Und da war sie auch schon gelandet, die Tuqaq, ein topmoderner Airbus neo und das einzige große Passagierflugzeug Grönlands, das täglich von Kangerlussuaq bzw. jetzt Nuuk nach Copenhagen und wieder zurück fliegt

Das Ent- und Beladen dauert immer, also ging es nochmal in den Souvenirladen. Für ein Rentiergeweih war aber echt kein Platz mehr im Gepäck. Die Koffer hatten ohnehin 4 kg Übergewicht. Air Greenland war das wurst – die pappten ein Schild mit „heavy“ drauf und winkten uns durch 😀

Neben der großen Tuqaq eine Dash 8. Von den robusten Propellerflugzeugen besitzt Grönland eine ganze Flotte, die die Orte in Westen, Süden und Osten miteinander verbindet. Straßen gibt es ja keine. Allerdings klappt das nicht immer – viele Flüge sind verspätet oder fallen im Winter ganz aus wegen Nebel, Schneesturm oder sonstigem Dreckswetter.

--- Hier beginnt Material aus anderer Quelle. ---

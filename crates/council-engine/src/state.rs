//! Analysis state threaded through a deliberation run
//!
//! The state is owned exclusively by the pipeline driver. Stages receive a
//! shared reference and hand back a [`StateUpdate`]; the driver merges
//! updates one at a time, so the state never sees concurrent mutation.
//!
//! Presence is monotonic for the once-only fields (the four analyst reports,
//! both judge decisions, the trader plan, and the final decision): once
//! non-empty they are never reset. The risk-debate `current_*_response`
//! fields are overwritten across rounds by design.

use chrono::NaiveDate;
use council_llm::Message;
use serde::{Deserialize, Serialize};
use std::fmt;
use std::str::FromStr;
use uuid::Uuid;

/// The fixed enumeration of analyst stages a run may enable
#[derive(Debug, Clone, Copy, PartialEq, Eq, Serialize, Deserialize)]
#[serde(rename_all = "lowercase")]
pub enum AnalystKind {
    /// Price action and technical structure
    Market,
    /// Social/community sentiment
    Sentiment,
    /// News flow and event impact
    News,
    /// Fundamental/on-chain valuation
    Fundamentals,
}

impl AnalystKind {
    /// All analyst kinds, in canonical report order
    pub const ALL: [AnalystKind; 4] = [
        AnalystKind::Market,
        AnalystKind::Sentiment,
        AnalystKind::News,
        AnalystKind::Fundamentals,
    ];

    /// State field path this analyst populates
    pub fn report_path(&self) -> &'static str {
        match self {
            Self::Market => "market_report",
            Self::Sentiment => "sentiment_report",
            Self::News => "news_report",
            Self::Fundamentals => "fundamentals_report",
        }
    }

    /// Section title used in the assembled report
    pub fn section_title(&self) -> &'static str {
        match self {
            Self::Market => "Market Analysis",
            Self::Sentiment => "Sentiment Analysis",
            Self::News => "News Analysis",
            Self::Fundamentals => "Fundamentals Analysis",
        }
    }
}

impl fmt::Display for AnalystKind {
    fn fmt(&self, f: &mut fmt::Formatter<'_>) -> fmt::Result {
        let name = match self {
            Self::Market => "market",
            Self::Sentiment => "sentiment",
            Self::News => "news",
            Self::Fundamentals => "fundamentals",
        };
        write!(f, "{name}")
    }
}

impl FromStr for AnalystKind {
    type Err = String;

    fn from_str(s: &str) -> std::result::Result<Self, Self::Err> {
        match s.trim().to_lowercase().as_str() {
            "market" => Ok(Self::Market),
            // "social" kept as an accepted alias for sentiment
            "sentiment" | "social" => Ok(Self::Sentiment),
            "news" => Ok(Self::News),
            "fundamentals" => Ok(Self::Fundamentals),
            other => Err(format!("unknown analyst kind: {other}")),
        }
    }
}

/// Bull/bear research debate sub-record
#[derive(Debug, Clone, Default, PartialEq, Serialize, Deserialize)]
pub struct InvestmentDebateState {
    /// Accumulated bull arguments (append/replace per round)
    pub bull_history: Option<String>,

    /// Accumulated bear arguments (append/replace per round)
    pub bear_history: Option<String>,

    /// Research judge conclusion, set once after both histories exist
    pub judge_decision: Option<String>,
}

/// Risk debate sub-record
#[derive(Debug, Clone, Default, PartialEq, Serialize, Deserialize)]
pub struct RiskDebateState {
    /// Latest risky-stance response, overwritten per round
    pub current_risky_response: Option<String>,

    /// Latest safe-stance response, overwritten per round
    pub current_safe_response: Option<String>,

    /// Latest neutral-stance response, overwritten per round
    pub current_neutral_response: Option<String>,

    /// Running transcript of the whole discussion, consumed by the judge
    pub history: Option<String>,

    /// Risk judge conclusion, set once, terminal for this sub-record
    pub judge_decision: Option<String>,
}

/// The single mutable record threaded through the pipeline
#[derive(Debug, Clone, Serialize, Deserialize)]
pub struct AnalysisState {
    /// Unique identifier for this run
    pub run_id: String,

    /// Asset under deliberation (e.g. "BTC")
    pub asset: String,

    /// Target date of the analysis
    pub trade_date: NaiveDate,

    /// Caller-supplied free-text investment preferences (may be empty)
    pub investment_preferences: String,

    /// Externally supplied supplementary report texts, order-preserving
    pub external_reports: Vec<String>,

    /// Conversation turns, append-only; the last element is inspected for
    /// pending tool invocations
    pub messages: Vec<Message>,

    /// Market analyst report, set at most once
    pub market_report: Option<String>,

    /// Sentiment analyst report, set at most once
    pub sentiment_report: Option<String>,

    /// News analyst report, set at most once
    pub news_report: Option<String>,

    /// Fundamentals analyst report, set at most once
    pub fundamentals_report: Option<String>,

    /// Bull/bear research debate
    pub investment_debate: InvestmentDebateState,

    /// Trader plan, set once after the research judge decision exists
    pub trader_plan: Option<String>,

    /// Risk debate
    pub risk_debate: RiskDebateState,

    /// Terminal free-text decision; only valid once
    /// `risk_debate.judge_decision` is non-empty
    pub final_trade_decision: Option<String>,
}

impl AnalysisState {
    /// Create the initial state for a run, all deliberation fields empty
    pub fn new(
        asset: impl Into<String>,
        trade_date: NaiveDate,
        investment_preferences: impl Into<String>,
        external_reports: Vec<String>,
    ) -> Self {
        Self {
            run_id: Uuid::new_v4().to_string(),
            asset: asset.into(),
            trade_date,
            investment_preferences: investment_preferences.into(),
            external_reports,
            messages: Vec::new(),
            market_report: None,
            sentiment_report: None,
            news_report: None,
            fundamentals_report: None,
            investment_debate: InvestmentDebateState::default(),
            trader_plan: None,
            risk_debate: RiskDebateState::default(),
            final_trade_decision: None,
        }
    }

    /// Merge a stage's partial update into the state
    ///
    /// Messages extend; `Some` fields overwrite; absent fields leave the
    /// state untouched. This is the single writer for the whole run.
    pub fn apply(&mut self, update: StateUpdate) {
        let StateUpdate {
            messages,
            market_report,
            sentiment_report,
            news_report,
            fundamentals_report,
            bull_history,
            bear_history,
            investment_judge_decision,
            trader_plan,
            risky_response,
            safe_response,
            neutral_response,
            risk_history,
            risk_judge_decision,
            final_trade_decision,
        } = update;

        self.messages.extend(messages);

        if let Some(v) = market_report {
            self.market_report = Some(v);
        }
        if let Some(v) = sentiment_report {
            self.sentiment_report = Some(v);
        }
        if let Some(v) = news_report {
            self.news_report = Some(v);
        }
        if let Some(v) = fundamentals_report {
            self.fundamentals_report = Some(v);
        }
        if let Some(v) = bull_history {
            self.investment_debate.bull_history = Some(v);
        }
        if let Some(v) = bear_history {
            self.investment_debate.bear_history = Some(v);
        }
        if let Some(v) = investment_judge_decision {
            self.investment_debate.judge_decision = Some(v);
        }
        if let Some(v) = trader_plan {
            self.trader_plan = Some(v);
        }
        if let Some(v) = risky_response {
            self.risk_debate.current_risky_response = Some(v);
        }
        if let Some(v) = safe_response {
            self.risk_debate.current_safe_response = Some(v);
        }
        if let Some(v) = neutral_response {
            self.risk_debate.current_neutral_response = Some(v);
        }
        if let Some(v) = risk_history {
            self.risk_debate.history = Some(v);
        }
        if let Some(v) = risk_judge_decision {
            self.risk_debate.judge_decision = Some(v);
        }
        if let Some(v) = final_trade_decision {
            self.final_trade_decision = Some(v);
        }
    }

    /// Look up a tracked field by path
    ///
    /// Paths use dotted notation for the debate sub-records, e.g.
    /// `"risk_debate.current_safe_response"`. Unknown paths resolve to
    /// `None`.
    pub fn field(&self, path: &str) -> Option<&str> {
        let value = match path {
            "market_report" => &self.market_report,
            "sentiment_report" => &self.sentiment_report,
            "news_report" => &self.news_report,
            "fundamentals_report" => &self.fundamentals_report,
            "investment_debate.bull_history" => &self.investment_debate.bull_history,
            "investment_debate.bear_history" => &self.investment_debate.bear_history,
            "investment_debate.judge_decision" => &self.investment_debate.judge_decision,
            "trader_plan" => &self.trader_plan,
            "risk_debate.current_risky_response" => &self.risk_debate.current_risky_response,
            "risk_debate.current_safe_response" => &self.risk_debate.current_safe_response,
            "risk_debate.current_neutral_response" => &self.risk_debate.current_neutral_response,
            "risk_debate.history" => &self.risk_debate.history,
            "risk_debate.judge_decision" => &self.risk_debate.judge_decision,
            "final_trade_decision" => &self.final_trade_decision,
            _ => return None,
        };
        value.as_deref()
    }

    /// Whether a field holds a non-empty value
    pub fn is_populated(&self, path: &str) -> bool {
        self.field(path).is_some_and(|v| !v.is_empty())
    }
}

/// Partial update returned by a stage, merged by the driver
#[derive(Debug, Clone, Default)]
pub struct StateUpdate {
    /// New conversation turns to append
    pub messages: Vec<Message>,

    pub market_report: Option<String>,
    pub sentiment_report: Option<String>,
    pub news_report: Option<String>,
    pub fundamentals_report: Option<String>,

    pub bull_history: Option<String>,
    pub bear_history: Option<String>,
    pub investment_judge_decision: Option<String>,

    pub trader_plan: Option<String>,

    pub risky_response: Option<String>,
    pub safe_response: Option<String>,
    pub neutral_response: Option<String>,
    pub risk_history: Option<String>,
    pub risk_judge_decision: Option<String>,

    pub final_trade_decision: Option<String>,
}

#[cfg(test)]
mod tests {
    use super::*;

    fn test_state() -> AnalysisState {
        AnalysisState::new(
            "BTC",
            NaiveDate::from_ymd_opt(2025, 6, 2).unwrap(),
            "",
            vec![],
        )
    }

    #[test]
    fn test_initial_state_is_empty() {
        let state = test_state();
        assert!(state.messages.is_empty());
        assert!(state.market_report.is_none());
        assert!(state.investment_debate.judge_decision.is_none());
        assert!(state.final_trade_decision.is_none());
        assert!(!state.run_id.is_empty());
    }

    #[test]
    fn test_apply_preserves_unrelated_fields() {
        let mut state = test_state();
        state.apply(StateUpdate {
            market_report: Some("bullish breakout".to_string()),
            ..Default::default()
        });
        state.apply(StateUpdate {
            news_report: Some("quiet week".to_string()),
            ..Default::default()
        });

        assert_eq!(state.market_report.as_deref(), Some("bullish breakout"));
        assert_eq!(state.news_report.as_deref(), Some("quiet week"));
        assert!(state.sentiment_report.is_none());
    }

    #[test]
    fn test_apply_extends_messages() {
        let mut state = test_state();
        state.apply(StateUpdate {
            messages: vec![Message::user("round 1")],
            ..Default::default()
        });
        state.apply(StateUpdate {
            messages: vec![Message::assistant("reply")],
            ..Default::default()
        });

        assert_eq!(state.messages.len(), 2);
    }

    #[test]
    fn test_multi_round_field_overwrites() {
        let mut state = test_state();
        state.apply(StateUpdate {
            risky_response: Some("go all in".to_string()),
            ..Default::default()
        });
        state.apply(StateUpdate {
            risky_response: Some("size up moderately".to_string()),
            ..Default::default()
        });

        assert_eq!(
            state.risk_debate.current_risky_response.as_deref(),
            Some("size up moderately")
        );
    }

    #[test]
    fn test_field_lookup_by_path() {
        let mut state = test_state();
        assert_eq!(state.field("market_report"), None);
        assert!(!state.is_populated("market_report"));

        state.apply(StateUpdate {
            safe_response: Some("hedge first".to_string()),
            ..Default::default()
        });

        assert_eq!(
            state.field("risk_debate.current_safe_response"),
            Some("hedge first")
        );
        assert!(state.is_populated("risk_debate.current_safe_response"));
        assert_eq!(state.field("no_such_field"), None);
    }

    #[test]
    fn test_analyst_kind_parsing() {
        assert_eq!("market".parse::<AnalystKind>().unwrap(), AnalystKind::Market);
        assert_eq!(
            "social".parse::<AnalystKind>().unwrap(),
            AnalystKind::Sentiment
        );
        assert_eq!(
            " News ".parse::<AnalystKind>().unwrap(),
            AnalystKind::News
        );
        assert!("quant".parse::<AnalystKind>().is_err());
    }

    #[test]
    fn test_analyst_kind_paths() {
        assert_eq!(AnalystKind::Market.report_path(), "market_report");
        assert_eq!(
            AnalystKind::Fundamentals.report_path(),
            "fundamentals_report"
        );
    }
}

Ich habe es irgendwie im Fieberwahn in den Flieger geschafft. Das Entertainment-Programm war umfangreich und es gab noch ein bisschen grönländische Mythologie, mit Shamanen, Trommeln und Spirits. Total schön! Danach dann aber The Meg. Auch schön 😀

Takeoff. Auf Wiedersehen Kalaallit Nunaat! Hoffentlich. Irgendwann.

Erstmal eine schöne Kurve …


Ein letzter Blick auf Dennis und seinen Bus

Und dann flogen wir Richtung Osten über das Ice Shield ….





Wieder zur Ostküste, hinaus auf das Meer

Es war ein unglaublich schöner Flug


Über Island, wo wir die Reise begonnen hatten …

Bis zur Landung in Copenhagen. In einer anderen Welt.

Und das war sie – unsere phantastische Reise zu Walen, Eisbergen, Geistern, hemingwayesken Busfahrern und (nicht ausbrechenden 😉 ) Vulkanen. Bis zum nächsten Mal!